# [WHAT THIS TASK INVOLVES]
Please copy the leading lines of the entries below exactly, concluding with the line in which "matches!(self, Self::SInt |" occurs.

[Opening ENTRIES SUPPLIED section]

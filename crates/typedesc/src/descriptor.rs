// SPDX-License-Identifier: Apache-2.0 OR MIT
// Copyright (c) 2025-2026 naskel.com

//! Type descriptors and fields.

use crate::{ENUM_SIZE, POINTER_SIZE};
use std::hash::{Hash, Hasher};

/// Stable handle to a type stored in a [`TypeRegistry`](crate::TypeRegistry).
///
/// Handles are plain arena indices: cheap to copy, valid for the lifetime of
/// the registry that issued them. All cross-type references (a field's type,
/// an array's element, a pointer's pointee) are expressed as `TypeId`.
#[derive(Debug, Clone, Copy, PartialEq, Eq, Hash)]
pub struct TypeId(pub(crate) u32);

impl TypeId {
    pub(crate) fn index(self) -> usize {
        self.0 as usize
    }
}

/// Category of a type descriptor.
#[derive(Debug, Clone, Copy, PartialEq, Eq, Hash)]
pub enum Category {
    Array,
    Pointer,
    SInt,
    UInt,
    Float,
    Struct,
    Union,
}

impl Category {
    /// True for scalar categories (signed/unsigned integers, floats).
    pub fn is_simple(self) -> bool {
        matches!(self, Self::SInt | Self::UInt | Self::Float)
    }

    /// True for categories defined in terms of another type.
    pub fn is_indirect(self) -> bool {
        matches!(self, Self::Array | Self::Pointer)
    }
}

/// A named field inside a struct or union.
///
/// The offset is owned by the containing aggregate's layout pass; clients
/// only read it back.
#[derive(Debug, Clone, PartialEq, Eq)]
pub struct Field {
    name: String,
    type_id: TypeId,
    offset: usize,
}

impl Field {
    /// Create a field referencing the given type. The offset starts at 0
    /// and is assigned when the owning aggregate recomputes its layout.
    pub fn new(name: impl Into<String>, type_id: TypeId) -> Self {
        Self {
            name: name.into(),
            type_id,
            offset: 0,
        }
    }

    /// Field name.
    pub fn name(&self) -> &str {
        &self.name
    }

    /// Handle of the field's type.
    pub fn type_id(&self) -> TypeId {
        self.type_id
    }

    /// Byte offset within the owning aggregate.
    pub fn offset(&self) -> usize {
        self.offset
    }

    pub(crate) fn set_offset(&mut self, offset: usize) {
        self.offset = offset;
    }
}

/// Array bookkeeping: element count plus the display strings used to
/// synthesize the array's name.
#[derive(Debug, Clone, PartialEq, Eq)]
struct ArrayInfo {
    dimension: usize,
    basename: String,
    dim_string: String,
}

/// A single type descriptor: name, byte size, category, and (for arrays and
/// pointers) the type it derives from.
///
/// Equality and hashing use the name only: two descriptors with the same
/// name describe the same type, so descriptors work as map keys without
/// reference comparison.
#[derive(Debug, Clone)]
pub struct TypeDescriptor {
    name: String,
    size: usize,
    category: Category,
    next_type: Option<TypeId>,
    array: Option<ArrayInfo>,
    fields: Vec<Field>,
}

impl TypeDescriptor {
    fn base(name: impl Into<String>, size: usize, category: Category) -> Self {
        Self {
            name: name.into(),
            size,
            category,
            next_type: None,
            array: None,
            fields: Vec::new(),
        }
    }

    /// Create a scalar descriptor. `category` must be one of the simple
    /// categories.
    pub fn scalar(name: impl Into<String>, size: usize, category: Category) -> Self {
        debug_assert!(category.is_simple(), "scalar requires a simple category");
        Self::base(name, size, category)
    }

    /// Create an empty struct descriptor (size 0 until fields are added).
    pub fn struct_type(name: impl Into<String>) -> Self {
        Self::base(name, 0, Category::Struct)
    }

    /// Create an empty union descriptor (size 0 until fields are added).
    pub fn union_type(name: impl Into<String>) -> Self {
        Self::base(name, 0, Category::Union)
    }

    /// Create an enum descriptor: a named signed-integer alias with no
    /// field list.
    pub fn enum_type(name: impl Into<String>) -> Self {
        Self::base(name, ENUM_SIZE, Category::SInt)
    }

    /// Pointer to `pointee`. Size is the platform pointer width, never
    /// derived from the pointee.
    pub(crate) fn pointer(name: String, pointee: TypeId) -> Self {
        let mut descriptor = Self::base(name, POINTER_SIZE, Category::Pointer);
        descriptor.next_type = Some(pointee);
        descriptor
    }

    /// `dimension` contiguous elements of `element`.
    pub(crate) fn array(
        basename: &str,
        element: TypeId,
        dimension: usize,
        element_size: usize,
    ) -> Self {
        let dim_string = format!("[{}]", dimension);
        let name = format!("{}{}", basename, dim_string);
        let mut descriptor = Self::base(name, dimension * element_size, Category::Array);
        descriptor.next_type = Some(element);
        descriptor.array = Some(ArrayInfo {
            dimension,
            basename: basename.to_string(),
            dim_string,
        });
        descriptor
    }

    /// Type name, unique within a registry.
    pub fn name(&self) -> &str {
        &self.name
    }

    /// Byte size. 0 for an aggregate with no fields yet.
    pub fn size(&self) -> usize {
        self.size
    }

    /// Category tag.
    pub fn category(&self) -> Category {
        self.category
    }

    /// True for scalar categories.
    pub fn is_simple(&self) -> bool {
        self.category.is_simple()
    }

    /// True iff the descriptor references another type (array element or
    /// pointer pointee, available via [`next_type`](Self::next_type)).
    pub fn is_indirect(&self) -> bool {
        self.category.is_indirect()
    }

    /// Element type (arrays) or pointee (pointers).
    pub fn next_type(&self) -> Option<TypeId> {
        self.next_type
    }

    /// Element count, for arrays.
    pub fn dimension(&self) -> Option<usize> {
        self.array.as_ref().map(|a| a.dimension)
    }

    /// Element type name the array was derived from.
    pub fn basename(&self) -> Option<&str> {
        self.array.as_ref().map(|a| a.basename.as_str())
    }

    /// Rendered dimension suffix, e.g. `"[10]"`.
    pub fn dim_string(&self) -> Option<&str> {
        self.array.as_ref().map(|a| a.dim_string.as_str())
    }

    /// Ordered field list. Empty for non-aggregates.
    pub fn fields(&self) -> &[Field] {
        &self.fields
    }

    /// Get field by name.
    pub fn field(&self, name: &str) -> Option<&Field> {
        self.fields.iter().find(|f| f.name == name)
    }

    /// Get field index by name.
    pub fn field_index(&self, name: &str) -> Option<usize> {
        self.fields.iter().position(|f| f.name == name)
    }

    pub(crate) fn fields_mut(&mut self) -> &mut Vec<Field> {
        &mut self.fields
    }

    pub(crate) fn set_size(&mut self, size: usize) {
        self.size = size;
    }

    pub(crate) fn rename(&mut self, name: &str) {
        self.name = name.to_string();
    }
}

impl PartialEq for TypeDescriptor {
    fn eq(&self, other: &Self) -> bool {
        self.name == other.name
    }
}

impl Eq for TypeDescriptor {}

impl Hash for TypeDescriptor {
    fn hash<H: Hasher>(&self, state: &mut H) {
        self.name.hash(state);
    }
}

#[cfg(test)]
mod tests {
    use super::*;

    #[test]
    fn test_category_predicates() {
        assert!(Category::SInt.is_simple());
        assert!(Category::UInt.is_simple());
        assert!(Category::Float.is_simple());
        assert!(!Category::Array.is_simple());
        assert!(!Category::Pointer.is_simple());
        assert!(!Category::Struct.is_simple());
        assert!(!Category::Union.is_simple());

        assert!(Category::Array.is_indirect());
        assert!(Category::Pointer.is_indirect());
        assert!(!Category::SInt.is_indirect());
        assert!(!Category::Struct.is_indirect());
    }

    #[test]
    fn test_equality_by_name() {
        let a = TypeDescriptor::struct_type("foo");
        let b = TypeDescriptor::scalar("foo", 4, Category::SInt);
        let c = TypeDescriptor::struct_type("bar");

        assert_eq!(a, b);
        assert_ne!(a, c);
    }

    #[test]
    fn test_enum_is_integer_alias() {
        let e = TypeDescriptor::enum_type("color");
        assert_eq!(e.category(), Category::SInt);
        assert_eq!(e.size(), ENUM_SIZE);
        assert!(e.is_simple());
        assert!(e.fields().is_empty());
    }

    #[test]
    fn test_empty_aggregate_has_zero_size() {
        let s = TypeDescriptor::struct_type("empty");
        assert_eq!(s.size(), 0);
        assert_eq!(s.category(), Category::Struct);
        assert!(s.next_type().is_none());
    }

    #[test]
    fn test_array_display_strings() {
        let element = TypeId(0);
        let a = TypeDescriptor::array("int", element, 10, 4);
        assert_eq!(a.name(), "int[10]");
        assert_eq!(a.basename(), Some("int"));
        assert_eq!(a.dim_string(), Some("[10]"));
        assert_eq!(a.dimension(), Some(10));
        assert_eq!(a.size(), 40);
        assert_eq!(a.next_type(), Some(element));
    }
}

[Closing ENTRIES SUPPLIED section]

# [OUTPUT BELOW]
filename crates/typedesc/src/descriptor.rs
// SPDX-License-Identifier: Apache-2.0 OR MIT
// Copyright (c) 2025-2026 naskel.com

//! Type descriptors and fields.

use crate::{ENUM_SIZE, POINTER_SIZE};
use std::hash::{Hash, Hasher};

/// Stable handle to a type stored in a [`TypeRegistry`](crate::TypeRegistry).
///
/// Handles are plain arena indices: cheap to copy, valid for the lifetime of
/// the registry that issued them. All cross-type references (a field's type,
/// an array's element, a pointer's pointee) are expressed as `TypeId`.
#[derive(Debug, Clone, Copy, PartialEq, Eq, Hash)]
pub struct TypeId(pub(crate) u32);

impl TypeId {
    pub(crate) fn index(self) -> usize {
        self.0 as usize
    }
}

/// Category of a type descriptor.
#[derive(Debug, Clone, Copy, PartialEq, Eq, Hash)]
pub enum Category {
    Array,
    Pointer,
    SInt,
    UInt,
    Float,
    Struct,
    Union,
}

impl Category {
    /// True for scalar categories (signed/unsigned integers, floats).
    pub fn is_simple(self) -> bool {
        matches!(self, Self::SInt | Self::UInt | Self::Float)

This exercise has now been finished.